Unnamed: 0,sentence,sentence_num,char_count,word_count,token_count
0,"Best Practices in Generative AI Responsible use and development in the modern workplace © Responsible AI Institute 2024 All Rights Reserved | Do Not Use Without Permission Executive Summary Generative AI, a technology capable of producing realistic content in the form of text, images, sound, and more, presents signiﬁcant opportunities and challenges for businesses today.",0,375,56,94
1,"With generative AI (GenAI) applications ranging from customer service automation to content creation, the recent explosive adoption of LLM technologies like ChatGPT underscores the potential transformative scale of AI impact, both positive and negative.",1,253,34,63
2,"Potential risks and harms from generative AI impact human rights, privacy, security, labor, fairness, sustainability, and more.",2,127,17,32
3,"Without investing effort to comprehensively address these issues across the enterprise, businesses are exposed to the risks of compliance penalties, consumer harm, loss of trust, damages, and more.",3,197,28,49
4,"To position themselves to responsibly capitalize on this potential, organizations must implement governance to pave the way for trustworthy AI deployment, procurement, sale, and use, as applicable.",4,197,27,49


In [9]:
print(f"min word count {pc.min(sentences['word_count']).as_py()}")
print(f"max word count {pc.max(sentences['word_count']).as_py()}")
print(f"mean word count {round(pc.mean(sentences['word_count']).as_py())}")

min word count 1
max word count 188
mean word count 25


In [10]:
print(f"sentence with 2 or less words {pc.count(pc.filter(sentences['word_count'], pc.less_equal(sentences['word_count'], 2))).as_py()}")

sentence with 2 or less words 16


#### remove unwanted sentences

In [13]:
short = kn.tools.filter_on_condition(sentences, header='word_count', condition=(2, 'less', None))

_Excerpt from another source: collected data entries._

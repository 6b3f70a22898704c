use span_forwarder::{
    Forwarder, ForwarderConfig, ForwarderError, METRIC_QUEUE_DUMPED, METRIC_RESPONSE_ERROR, METRIC_SEEN,
    METRIC_SENT, SenderError, SpanBatch, SpanSender, StatusCode, StreamFailure, StreamOptions,
};
use std::collections::VecDeque;
use std::sync::{Arc, Mutex, MutexGuard};
use std::time::Duration;
use tokio::io::AsyncReadExt;
use tokio::net::TcpListener;
use tokio::sync::{mpsc, oneshot};

#[derive(Default)]
struct Recording {
    connect_results: VecDeque<Result<(), StreamFailure>>,
    /// Every `connect` call waits forever.
    hang_on_connect: bool,
    connects: usize,
    clones: usize,
    shutdowns: Vec<usize>,
    delivered: Vec<(usize, u64, Vec<u8>)>,
}

/// Test sender that records deliveries per instance.
struct RecordingSender {
    id: usize,
    recording: Arc<Mutex<Recording>>,
}

impl RecordingSender {
    fn new() -> (Self, Arc<Mutex<Recording>>) {
        let recording = Arc::new(Mutex::new(Recording::default()));
        let sender = Self {
            id: 0,
            recording: Arc::clone(&recording),
        };
        (sender, recording)
    }
}

// Rust 2024: native async fn in traits
impl SpanSender for RecordingSender {
    async fn connect(&mut self) -> Result<(), StreamFailure> {
        let (hang, result) = {
            let mut recording = self.recording.lock().unwrap();
            recording.connects += 1;
            let result = recording.connect_results.pop_front().unwrap_or(Ok(()));
            (recording.hang_on_connect, result)
        };
        if hang {
            std::future::pending::<()>().await;
        }
        result
    }

    async fn send(&mut self, batch: SpanBatch) -> Result<(), StreamFailure> {
        let count = batch.count();
        self.recording
            .lock()
            .unwrap()
            .delivered
            .push((self.id, count, batch.into_payload()));
        Ok(())
    }

    fn take_responses(&mut self) -> Option<mpsc::Receiver<StreamFailure>> {
        None
    }

    async fn shutdown(&mut self) {
        self.recording.lock().unwrap().shutdowns.push(self.id);
    }

    fn clone_sender(&self) -> Result<Self, SenderError> {
        let mut recording = self.recording.lock().unwrap();
        recording.clones += 1;
        Ok(Self {
            id: recording.clones,
            recording: Arc::clone(&self.recording),
        })
    }

    fn name(&self) -> &str {
        "recording"
    }
}

fn options(queue_size: u64) -> StreamOptions {
    StreamOptions::default()
        .with_queue_size(queue_size)
        .with_backoff(Duration::from_millis(10))
}

fn status(code: StatusCode) -> Result<(), StreamFailure> {
    Err(StreamFailure::from_status(code, "test"))
}

fn lock(recording: &Arc<Mutex<Recording>>) -> MutexGuard<'_, Recording> {
    recording.lock().unwrap()
}

/// Polls `condition` until it holds or a second has passed.
async fn eventually(mut condition: impl FnMut() -> bool) {
    tokio::time::timeout(Duration::from_secs(1), async {
        while !condition() {
            tokio::time::sleep(Duration::from_millis(1)).await;
        }
    })
    .await
    .expect("condition not reached within 1s");
}

#[tokio::test]
async fn test_three_batches_streamed_in_order() {
    let (sender, recording) = RecordingSender::new();
    let forwarder = Forwarder::start_with_sender(sender, options(100)).unwrap();

    forwarder.enqueue(3, b"first".to_vec());
    forwarder.enqueue(3, b"second".to_vec());
    forwarder.enqueue(3, b"third".to_vec());

    eventually(|| lock(&recording).delivered.len() == 3).await;
    let payloads: Vec<Vec<u8>> = lock(&recording)
        .delivered
        .iter()
        .map(|(_, _, payload)| payload.clone())
        .collect();
    assert_eq!(payloads, vec![b"first".to_vec(), b"second".to_vec(), b"third".to_vec()]);

    let metrics = forwarder.dump_metrics().await.unwrap();
    assert_eq!(metrics[METRIC_SENT], 9.0);
    assert_eq!(metrics[METRIC_SEEN], 9.0);
    assert!(!metrics.contains_key(METRIC_QUEUE_DUMPED));

    forwarder.shutdown(Duration::from_secs(1)).await.unwrap();
    assert!(forwarder.is_complete());
    assert_eq!(lock(&recording).shutdowns, vec![0]);
}

#[tokio::test]
async fn test_unimplemented_on_connect_stops_forwarding() {
    let (sender, recording) = RecordingSender::new();
    lock(&recording)
        .connect_results
        .push_back(status(StatusCode::Unimplemented));
    let forwarder = Forwarder::start_with_sender(sender, options(100)).unwrap();

    eventually(|| forwarder.is_complete()).await;
    assert_eq!(lock(&recording).connects, 1);
    assert_eq!(lock(&recording).shutdowns, vec![0]);

    let metrics = forwarder.dump_metrics().await.unwrap();
    assert_eq!(metrics[METRIC_RESPONSE_ERROR], 1.0);
    assert_eq!(metrics["Supportability/InfiniteTracing/Span/gRPC/UNIMPLEMENTED"], 1.0);
    assert_eq!(metrics[METRIC_SENT], 0.0);

    // Producers are never held up once the stream is gone.
    for i in 0..1_000 {
        forwarder.enqueue(50, vec![i as u8]);
    }
    assert!(lock(&recording).delivered.is_empty());
    forwarder.shutdown(Duration::from_millis(10)).await.unwrap();
}

#[tokio::test]
async fn test_reconnect_twice_then_stream_on_fresh_sender() {
    let (sender, recording) = RecordingSender::new();
    lock(&recording).connect_results.extend([
        status(StatusCode::FailedPrecondition),
        status(StatusCode::FailedPrecondition),
    ]);
    let forwarder = Forwarder::start_with_sender(sender, options(100)).unwrap();

    forwarder.enqueue(5, b"batch".to_vec());
    eventually(|| lock(&recording).delivered.len() == 1).await;

    {
        let recording = lock(&recording);
        assert_eq!(recording.clones, 2);
        assert_eq!(recording.connects, 3);
        assert_eq!(recording.shutdowns, vec![0, 1]);
        assert_eq!(recording.delivered, vec![(2, 5, b"batch".to_vec())]);
    }

    let metrics = forwarder.dump_metrics().await.unwrap();
    assert_eq!(metrics[METRIC_RESPONSE_ERROR], 2.0);
    assert_eq!(metrics["Supportability/InfiniteTracing/Span/gRPC/FAILED_PRECONDITION"], 2.0);
    assert_eq!(metrics[METRIC_SENT], 5.0);

    forwarder.shutdown(Duration::from_secs(1)).await.unwrap();
    assert_eq!(lock(&recording).shutdowns, vec![0, 1, 2]);
}

#[tokio::test]
async fn test_flushes_are_counted_as_dumped_spans() {
    let (sender, recording) = RecordingSender::new();
    lock(&recording).hang_on_connect = true;
    let forwarder = Forwarder::start_with_sender(sender, options(10)).unwrap();

    forwarder.enqueue(4, vec![1]);
    forwarder.enqueue(4, vec![2]);
    forwarder.enqueue(4, vec![3]); // flushes 8
    forwarder.enqueue(6, vec![4]);
    forwarder.enqueue(1, vec![5]); // flushes 10
    assert_eq!(forwarder.remaining_capacity(), 9);

    let metrics = forwarder.dump_metrics().await.unwrap();
    assert_eq!(metrics[METRIC_QUEUE_DUMPED], 18.0);
    assert_eq!(metrics[METRIC_SEEN], 19.0);
    assert_eq!(metrics[METRIC_SENT], 0.0);
}

#[tokio::test]
async fn test_shutdown_times_out_on_hung_transport() {
    let (sender, recording) = RecordingSender::new();
    lock(&recording).hang_on_connect = true;
    let forwarder = Forwarder::start_with_sender(sender, options(100)).unwrap();
    forwarder.enqueue(7, vec![0]);
    // The worker must be inside the hanging connect before shutdown is requested.
    eventually(|| lock(&recording).connects == 1).await;

    let result = forwarder.shutdown(Duration::from_millis(20)).await;
    assert!(matches!(result, Err(ForwarderError::ShutdownTimeout(_))));
    assert!(!forwarder.is_complete());

    // The queue was closed regardless: capacity is back and nothing new is taken.
    assert_eq!(forwarder.remaining_capacity(), 100);
    forwarder.enqueue(7, vec![1]);
    assert_eq!(forwarder.remaining_capacity(), 100);
    assert!(!forwarder.dump_metrics().await.unwrap().contains_key(METRIC_QUEUE_DUMPED));
}

#[tokio::test]
async fn test_repeated_and_concurrent_shutdown() {
    let (sender, recording) = RecordingSender::new();
    let forwarder = Arc::new(Forwarder::start_with_sender(sender, options(100)).unwrap());
    eventually(|| lock(&recording).connects == 1).await;

    let mut waiters = Vec::new();
    for _ in 0..4 {
        let forwarder = Arc::clone(&forwarder);
        waiters.push(tokio::spawn(async move {
            forwarder.shutdown(Duration::from_secs(1)).await
        }));
    }
    for waiter in waiters {
        waiter.await.unwrap().unwrap();
    }
    forwarder.shutdown(Duration::from_secs(1)).await.unwrap();

    assert!(forwarder.is_complete());
    assert_eq!(lock(&recording).shutdowns, vec![0]);
}

#[tokio::test]
async fn test_enqueue_after_shutdown_is_dropped() {
    let (sender, recording) = RecordingSender::new();
    let forwarder = Forwarder::start_with_sender(sender, options(100)).unwrap();
    forwarder.shutdown(Duration::from_secs(1)).await.unwrap();

    forwarder.enqueue(3, vec![1, 2, 3]);
    tokio::time::sleep(Duration::from_millis(20)).await;

    assert!(lock(&recording).delivered.is_empty());
    let metrics = forwarder.dump_metrics().await.unwrap();
    assert!(!metrics.contains_key(METRIC_SEEN));
}

#[tokio::test]
async fn test_dumps_reset_between_calls() {
    let (sender, recording) = RecordingSender::new();
    let forwarder = Forwarder::start_with_sender(sender, options(100)).unwrap();
    forwarder.enqueue(2, vec![0]);
    eventually(|| lock(&recording).delivered.len() == 1).await;

    let first = forwarder.dump_metrics().await.unwrap();
    assert_eq!(first[METRIC_SENT], 2.0);

    for _ in 0..2 {
        let next = forwarder.dump_metrics().await.unwrap();
        assert_eq!(next.len(), 1);
        assert_eq!(next[METRIC_SENT], 0.0);
    }
}

#[tokio::test]
async fn test_application_shutdown_ends_metrics() {
    let (sender, _recording) = RecordingSender::new();
    let forwarder = Forwarder::start_with_sender(sender, options(100)).unwrap();
    assert!(forwarder.dump_metrics().await.is_some());

    forwarder.request_application_shutdown();
    assert!(forwarder.dump_metrics().await.is_none());

    // Application shutdown also stops the stream.
    eventually(|| forwarder.is_complete()).await;
    forwarder.enqueue(1, vec![0]);
    assert_eq!(forwarder.remaining_capacity(), 100);
}

#[tokio::test]
async fn test_stalled_ingest_does_not_block_shutdown() {
    let listener = TcpListener::bind("127.0.0.1:0").await.unwrap();
    let port = listener.local_addr().unwrap().port();

    // Accepts every connection, reads the handshake, then never reads again.
    let (release, held) = oneshot::channel::<()>();
    tokio::spawn(async move {
        let accept = async move {
            let mut sockets = Vec::new();
            while let Ok((mut socket, _)) = listener.accept().await {
                let len = socket.read_u32().await.unwrap() as usize;
                let mut handshake = vec![0; len];
                socket.read_exact(&mut handshake).await.unwrap();
                sockets.push(socket);
            }
        };
        tokio::select! {
            () = accept => {}
            _ = held => {}
        }
    });

    let config = ForwarderConfig::new("127.0.0.1", port, "license-key", "run-1")
        .with_queue_size(1_000)
        .with_write_timeout(Duration::from_millis(200))
        .with_shutdown_grace(Duration::from_millis(100))
        .with_backoff(Duration::from_secs(15));
    let forwarder = Forwarder::start(config).unwrap();
    for _ in 0..8 {
        forwarder.enqueue(1, vec![0; 8 * 1024 * 1024]);
    }
    tokio::time::sleep(Duration::from_millis(100)).await;

    forwarder.shutdown(Duration::from_secs(2)).await.unwrap();
    assert!(forwarder.is_complete());
    let _ = release.send(());
}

TypeError: Index must either be string or integer

### Chunking

In [None]:
chunks = kn.tools.text_chunk(sentences, num_sentence_chunk_size=10)
chunks.shape
chunks.column_names

#### ensure paragraphs are properly formed

In [None]:
# ensure 
chunks = kn.tools.pattern_replace(chunks, '', r'\.([A-Z])', r'. \1', is_regex=True)

### Embedding

In [None]:
embedding = kn.tools.chunk_embedding(chunks, batch_size=32, embedding_name='all-mpnet-base-v2', device='cpu')

In [None]:
type(embedding)
embedding.shape

In [None]:
kn.run_component_pipeline()

### Save Embedding

In [None]:
kn.save_persist_canonical(embedding)